I finally figured out on this.

If interface files are not present, we can create the interface files like ifcfg-eth0, ifcfg-br0 etc. Add corresponding values to the file.

During the bridge configuration,

  • For bridge interface (br0) you need to mention the actual Hardware Address, disable NetworkManager control and enable the onboot.
  • For ethernet interface (eth0), you need to mention a different Hardware Address (last digit can be changed), disable NetworkManager control and enable the onboot.

Example configuration

ifcfg-br0
=========
DEVICE=br0
TYPE=Bridge
GATEWAY=192.168.1.1
HWADRESS=00:1C:23:59:5A:92
IPADDR=192.168.1.109
#NETMASK=255.255.255.0
ONBOOT=yes
#BOOTPROTO=dhcp
NM_CONTROLLED=no
DELAY=0

ifcfg-eth0
==========
DEVICE=eth0
TYPE=Ethernet
HWADRESS=00:1C:23:59:5A:93
BOOTPROTO=dhcp
ONBOOT=yes
NM_CONTROLLED=no
BRIDGE=br0

you can create a shell script and run it in nohup mode.

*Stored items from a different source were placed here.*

// Copyright (c) 2026 Graphcore Ltd. All rights reserved.

//! The marbles that are dropped through the board.
//!
//! A marble carries no payload. It only has the unique id used to follow it
//! through the trace and the order in which it was dropped.

use std::fmt;
use std::rc::Rc;

use galton_engine::traits::SimObject;
use galton_track::entity::Entity;
use galton_track::{Id, Unique, create, create_id};

#[derive(Clone, Debug)]
pub struct Marble {
    id: Id,
    index: usize,
}

impl Marble {
    #[must_use]
    pub fn new(created_by: &Rc<Entity>, index: usize) -> Self {
        let marble = Self {
            id: create_id!(created_by),
            index,
        };
        create!(created_by ; marble);
        marble
    }

    /// The position of this marble in the order they were dropped.
    #[must_use]
    pub fn index(&self) -> usize {
        self.index
    }
}

impl SimObject for Marble {}

impl fmt::Display for Marble {
    fn fmt(&self, f: &mut fmt::Formatter<'_>) -> fmt::Result {
        write!(f, "marble{}", self.index)
    }
}

impl Unique for Marble {
    fn id(&self) -> Id {
        self.id
    }
}

/// Generates a fixed number of marbles.
pub struct MarbleGen {
    created_by: Rc<Entity>,
    num_marbles: usize,
    num_created: usize,
}

impl MarbleGen {
    #[must_use]
    pub fn new(created_by: &Rc<Entity>, num_marbles: usize) -> Self {
        Self {
            created_by: created_by.clone(),
            num_marbles,
            num_created: 0,
        }
    }
}

impl Iterator for MarbleGen {
    type Item = Marble;

    fn next(&mut self) -> Option<Self::Item> {
        if self.num_created == self.num_marbles {
            return None;
        }

        let marble = Marble::new(&self.created_by, self.num_created);
        self.num_created += 1;
        Some(marble)
    }

    fn size_hint(&self) -> (usize, Option<usize>) {
        let remaining = self.num_marbles - self.num_created;
        (remaining, Some(remaining))
    }
}
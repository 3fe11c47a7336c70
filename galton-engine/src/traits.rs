// Copyright (c) 2026 Graphcore Ltd. All rights reserved.

//! A set of common traits used across the engine.

use std::fmt::{Debug, Display};
use std::future::Future;
use std::pin::Pin;

use async_trait::async_trait;
use galton_track::Unique;

use crate::types::SimResult;

/// A super-trait that objects that are passed around the simulation have to
/// implement
///
///  - Clone:       Allows the application to keep copies of objects sent
///    around.
///  - Debug:       In order to print "{:?}" objects have to at least implement
///    Debug.
///  - Display:     Used when logging the object.
///  - Unique:      Provides the id used to follow the object in the trace.
///  - 'static:     Due to the way that futures are implemented, the lifetimes
///    need to be `static. This means that objects may have to be placed in
///    `Box` to make the static.
pub trait SimObject: Clone + Debug + Display + Unique + 'static {}

// Implementations for basic types that can be sent around the simulation for
// testing
impl SimObject for i32 {}
impl SimObject for usize {}

/// A component that can be registered with the
/// [`Engine`](crate::engine::Engine) and will be spawned when the simulation
/// starts.
#[async_trait(?Send)]
pub trait Runnable {
    /// The body of the component. Returning ends the component's task.
    async fn run(&self) -> SimResult {
        Ok(())
    }
}

/// Something a task can wait for, such as a [`Once`](crate::events::once::Once).
pub trait Event {
    /// A future that completes once the event has happened.
    #[must_use = "Futures do nothing unless you `.await` or otherwise use them"]
    fn listen(&self) -> BoxFuture<'static, ()>;
}

/// A boxed [`Event`], as taken by
/// [`Engine::run_until`](crate::engine::Engine::run_until).
pub type Eventable = Box<dyn Event>;

pub type BoxFuture<'a, T> = Pin<Box<dyn Future<Output = T> + 'a>>;
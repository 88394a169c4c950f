//! Index ranges, tiling and gather.
use crate::error::{MatrixError, Result};
use crate::math::matrix::{Array2, Axis, Element, IndexMatrix};

fn checked_index(index: i64, bound: usize) -> Result<usize> {
    usize::try_from(index)
        .ok()
        .filter(|&i| i < bound)
        .ok_or(MatrixError::IndexOutOfBounds { index, bound })
}

impl<T: Element> Array2<T> {
    /// Arithmetic sequence `low, low + step, ...` strictly below `high`.
    ///
    /// `Axis::Rows` lays the sequence down a column vector (`n x 1`),
    /// `Axis::Cols` across a row vector (`1 x n`). The length is fixed up
    /// front, so bounds near the limits of `T` never overflow.
    pub fn range(low: T, high: T, step: T, axis: Axis) -> Result<Self> {
        if !(step > T::zero()) {
            return Err(MatrixError::invalid(format!(
                "range step must be positive, got {}",
                step
            )));
        }
        let len = T::range_len(low, high, step).ok_or_else(|| {
            MatrixError::invalid(format!(
                "range [{}, {}) with step {} has no representable length",
                low, high, step
            ))
        })?;

        let shape = match axis {
            Axis::Rows => (len, 1),
            Axis::Cols => (1, len),
        };
        let mut values = Vec::new();
        values
            .try_reserve_exact(len)
            .map_err(|_| MatrixError::Allocation {
                rows: shape.0,
                cols: shape.1,
            })?;
        values.extend((0..len).map(|n| T::range_term(low, step, n)));

        Self::from_shape_vec(shape, values)
    }

    /// Tile `self` `repeats` times, stacked vertically (`Axis::Rows`) or
    /// side by side (`Axis::Cols`).
    pub fn repeat(&self, axis: Axis, repeats: usize) -> Array2<T> {
        match axis {
            Axis::Rows => {
                let mut data = Vec::with_capacity(self.data.len() * repeats);
                for _ in 0..repeats {
                    data.extend_from_slice(&self.data);
                }
                Array2 {
                    data,
                    rows: self.rows * repeats,
                    cols: self.cols,
                }
            }
            Axis::Cols => {
                let mut data = Vec::with_capacity(self.data.len() * repeats);
                for row in 0..self.rows {
                    for _ in 0..repeats {
                        data.extend_from_slice(self.row_slice(row));
                    }
                }
                Array2 {
                    data,
                    rows: self.rows,
                    cols: self.cols * repeats,
                }
            }
        }
    }

    /// Copy the rows (`Axis::Rows`) or columns (`Axis::Cols`) named by
    /// `indices` into `to`, in index order.
    ///
    /// `indices` is read in row-major order whatever its shape. `to` must be
    /// `(indices.len(), cols)` for a row gather and `(rows, indices.len())`
    /// for a column gather. All indices are checked before anything is
    /// written.
    pub fn gather(&self, to: &mut Array2<T>, indices: &IndexMatrix, axis: Axis) -> Result<()> {
        let n = indices.len();
        let (expected, bound) = match axis {
            Axis::Rows => ((n, self.cols), self.rows),
            Axis::Cols => ((self.rows, n), self.cols),
        };
        if to.shape() != expected {
            return Err(MatrixError::shape("gather", to.shape(), expected));
        }
        for &index in indices.as_slice() {
            checked_index(index, bound)?;
        }

        match axis {
            Axis::Rows => {
                let cols = self.cols;
                for (k, &index) in indices.as_slice().iter().enumerate() {
                    let row = index as usize;
                    to.data[k * cols..(k + 1) * cols].copy_from_slice(self.row_slice(row));
                }
            }
            Axis::Cols => {
                for (k, &index) in indices.as_slice().iter().enumerate() {
                    let col = index as usize;
                    for row in 0..self.rows {
                        to.data[row * n + k] = self.data[row * self.cols + col];
                    }
                }
            }
        }
        Ok(())
    }

    /// Allocating form of [`Array2::gather`].
    pub fn select(&self, indices: &IndexMatrix, axis: Axis) -> Result<Array2<T>> {
        let (rows, cols) = match axis {
            Axis::Rows => (indices.len(), self.cols),
            Axis::Cols => (self.rows, indices.len()),
        };
        let mut out = Array2::create(rows, cols)?;
        self.gather(&mut out, indices, axis)?;
        Ok(out)
    }
}

#[cfg(test)]
mod tests {
    use super::*;
    use crate::math::Matrix;

    #[test]
    fn integer_range_as_column_and_row() {
        let col = IndexMatrix::range(2, 7, 2, Axis::Rows).unwrap();
        assert_eq!(col.shape(), (3, 1));
        assert_eq!(col.as_slice(), &[2, 4, 6]);

        let row = IndexMatrix::range(0, 3, 1, Axis::Cols).unwrap();
        assert_eq!(row.shape(), (1, 3));
    }

    #[test]
    fn float_range_excludes_high() {
        let r = Matrix::range(0.0, 1.0, 0.25, Axis::Rows).unwrap();
        assert_eq!(r.as_slice(), &[0.0, 0.25, 0.5, 0.75]);
    }

    #[test]
    fn range_rejects_non_positive_step_and_allows_empty() {
        assert!(IndexMatrix::range(0, 10, 0, Axis::Rows).is_err());
        assert!(Matrix::range(0.0, 1.0, -0.5, Axis::Rows).is_err());
        let empty = IndexMatrix::range(5, 5, 1, Axis::Rows).unwrap();
        assert!(empty.is_empty());
    }

    #[test]
    fn range_near_integer_limits_does_not_overflow() {
        let last = IndexMatrix::range(i64::MAX - 1, i64::MAX, 5, Axis::Rows).unwrap();
        assert_eq!(last.as_slice(), &[i64::MAX - 1]);

        let wide = IndexMatrix::range(i64::MIN, i64::MAX, i64::MAX, Axis::Cols).unwrap();
        assert_eq!(wide.as_slice(), &[i64::MIN, -1, i64::MAX - 1]);
    }

    #[test]
    fn float_range_length_is_exact_for_large_bounds() {
        let r = Matrix::range(1e17, 1e17 + 64.0, 1.0, Axis::Rows).unwrap();
        assert_eq!(r.shape(), (64, 1));
        assert!(Matrix::range(0.0, f64::INFINITY, 1.0, Axis::Rows).is_err());
        assert!(Matrix::range(f64::NAN, 1.0, 1.0, Axis::Rows).is_err());
    }

    #[test]
    fn repeat_tiles_along_axis() {
        let v = IndexMatrix::from_shape_vec((1, 2), vec![1, 2]).unwrap();
        let down = v.repeat(Axis::Rows, 3);
        assert_eq!(down.shape(), (3, 2));
        assert_eq!(down.as_slice(), &[1, 2, 1, 2, 1, 2]);

        let c = IndexMatrix::from_shape_vec((2, 1), vec![1, 2]).unwrap();
        let across = c.repeat(Axis::Cols, 2);
        assert_eq!(across.shape(), (2, 2));
        assert_eq!(across.as_slice(), &[1, 1, 2, 2]);
    }

    #[test]
    fn gather_columns_preserves_index_order() {
        let a = Matrix::from_shape_vec((2, 3), vec![1.0, 2.0, 3.0, 4.0, 5.0, 6.0]).unwrap();
        let idx = IndexMatrix::from_shape_vec((1, 2), vec![2, 0]).unwrap();
        let picked = a.select(&idx, Axis::Cols).unwrap();
        assert_eq!(picked.shape(), (2, 2));
        assert_eq!(picked.as_slice(), &[3.0, 1.0, 6.0, 4.0]);
    }

    #[test]
    fn gather_checks_bounds_before_writing() {
        let a = Matrix::from_shape_vec((3, 1), vec![1.0, 2.0, 3.0]).unwrap();
        let mut to = Matrix::zeros(2, 1);
        let idx = IndexMatrix::from_shape_vec((2, 1), vec![0, 3]).unwrap();
        assert_eq!(
            a.gather(&mut to, &idx, Axis::Rows),
            Err(MatrixError::IndexOutOfBounds { index: 3, bound: 3 })
        );
        assert_eq!(to.as_slice(), &[0.0, 0.0]);

        let negative = IndexMatrix::from_shape_vec((2, 1), vec![-1, 0]).unwrap();
        assert!(a.gather(&mut to, &negative, Axis::Rows).is_err());
    }
}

$ echo  "service network restart" > restart_network.sh
$ chmod u+x restart_network.sh
$ nohup ./restart_network.sh &

I was able to configure the bridge network on multiple physical servers without the network getting disconnected. I did not have console or physical access to server, but used only remote connection via ssh.